In Malta, we recently had instances of both: individual ministerial responsibility in the case of Justice Minister Carmelo Mifsud Bonnici and collective ministerial responsibility in the case of Minister Austin Gatt.

What do these conventions mean in practice?

In the case of individual ministerial responsibility, it means that if waste, corruption or any other misbehaviour is found to have occurred within a ministry, the minister is responsible even if he had no knowledge of the actions. Why, you might ask. Well, because a minister may be held to have approved the hiring or continued employment of the civil servant who misbehaved. This is essential because, if a minister is allowed merely to blame his subordinates every time something wrong happens, he will not scrutinize what is happening in his departments.

So, in working democracies, ministers should resign if their actions are inconsistent with what they say they believe. But they must resign even if they have not broken any laws but their subordinates have. They must resign if their subordinates have acted against the public interest. They must resign if the taxpayer funds under their care have been misused. They must resign if corruption has occurred or is seriously alleged to have occurred under their watch.

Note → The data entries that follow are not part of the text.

//! System-wide default constants.
//!
//! Centralises magic numbers used across the pipeline and fulfillment code.
//! Grouped by subsystem for easy discovery.

// ============================================================================
// Configuration Loading
// ============================================================================

/// Environment variable naming an explicit config file.
pub const CONFIG_ENV_VAR: &str = "COSMO_CONFIG";

/// Config file searched for in the working directory.
pub const DEFAULT_CONFIG_FILE: &str = "cosmo.toml";

// ============================================================================
// Input Validation
// ============================================================================

/// Earliest accepted birth year.
pub const MIN_BIRTH_YEAR: i32 = 1900;

/// Latest accepted birth year.
pub const MAX_BIRTH_YEAR: i32 = 2100;

// ============================================================================
// Numeric Reducer
// ============================================================================

/// Sums that are never reduced further.
pub const MASTER_NUMBERS: [u32; 3] = [11, 22, 33];

// ============================================================================
// Frames
// ============================================================================

/// Start of the 13th-sign zone in sidereal longitude (inclusive).
pub const OPHIUCHUS_START_DEG: f64 = 240.0;

/// End of the 13th-sign zone in sidereal longitude (exclusive).
pub const OPHIUCHUS_END_DEG: f64 = 266.0;

// ============================================================================
// Classifier
// ============================================================================

/// Width of one gate slot on the wheel. 360 / 64.
pub const GATE_SPAN_DEG: f64 = 5.625;

/// Offset between the personality and the design chart.
pub const DESIGN_OFFSET_DAYS: i64 = 88;

// ============================================================================
// Upstream Collaborators
// ============================================================================

/// Bound on a single ephemeris chart request (seconds).
pub const EPHEMERIS_TIMEOUT_SECS: u64 = 20;

/// Bound on a single geocoding or timezone request (seconds).
pub const GEOCODING_TIMEOUT_SECS: u64 = 10;

/// Attempts for transient geocoding / timezone failures, first try included.
pub const GEOCODING_MAX_ATTEMPTS: u32 = 2;

/// Pause between geocoding attempts (milliseconds).
pub const GEOCODING_RETRY_BACKOFF_MS: u64 = 250;

/// Bound on a mail relay request (seconds).
pub const MAIL_TIMEOUT_SECS: u64 = 30;

// ============================================================================
// Pricing
// ============================================================================

pub const PRICE_NORMAL: f64 = 39.0;
pub const PRICE_PRO: f64 = 89.0;

// ============================================================================
// Quick Sign Check
// ============================================================================

/// Reference place for the date-only sign check (Berlin).
pub const SIGN_CHECK_LATITUDE: f64 = 52.52;
pub const SIGN_CHECK_LONGITUDE: f64 = 13.40;
pub const SIGN_CHECK_TIMEZONE: &str = "Europe/Berlin";

/// Reference time of day for the sign check. The Sun sign depends on the
/// date far more than on the hour.
pub const SIGN_CHECK_TIME: &str = "12:00";

// ============================================================================
// Order Queries
// ============================================================================

/// Default page size for order listings.
pub const ORDER_LIST_LIMIT: usize = 100;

In proper democracies, ministers resign. A few months ago, a senior British Cabinet minister resigned after a confrontation with police officers in the course of which he used abusive language. Last week, Germany’s Education Minister resigned after she was found to have plagiarised parts of her thesis 32 years ago. Two years ago, the German Defence Minister resigned over similar allegations. Last year, the President of Hungary also resigned in similar circumstances. Sweden’s Minister of Finance resigned after he was found to have employed a female worker in his home without paying taxes. In Chile, an Education Minister had to resign because he was too closely associated with an ex-director of a University committee who was under investigation for bribery. As far back as 1954, a British Minister of Agriculture resigned over the return of land to its rightful owners, even though the mistakes were made by his officials. The list is long.

This is clearly not what is happening in Malta. We have adopted the Westminster model, but on paper only. In fact, we have gone one better. We have turned it into toilet paper. We have had ministers fly in private aircraft for free with businessman who were tendering for government contracts, ministers who obtained services from people or businesses who did not pay their taxes, ministers who were warned about corruption in their ministries and simply washed their hands, ministers who spent millions more on projects than they had originally estimated or even more than their own revised estimates, ministers whose employees were convicted in court on corruption charges. The list is too long to go on. They all said they did nothing wrong.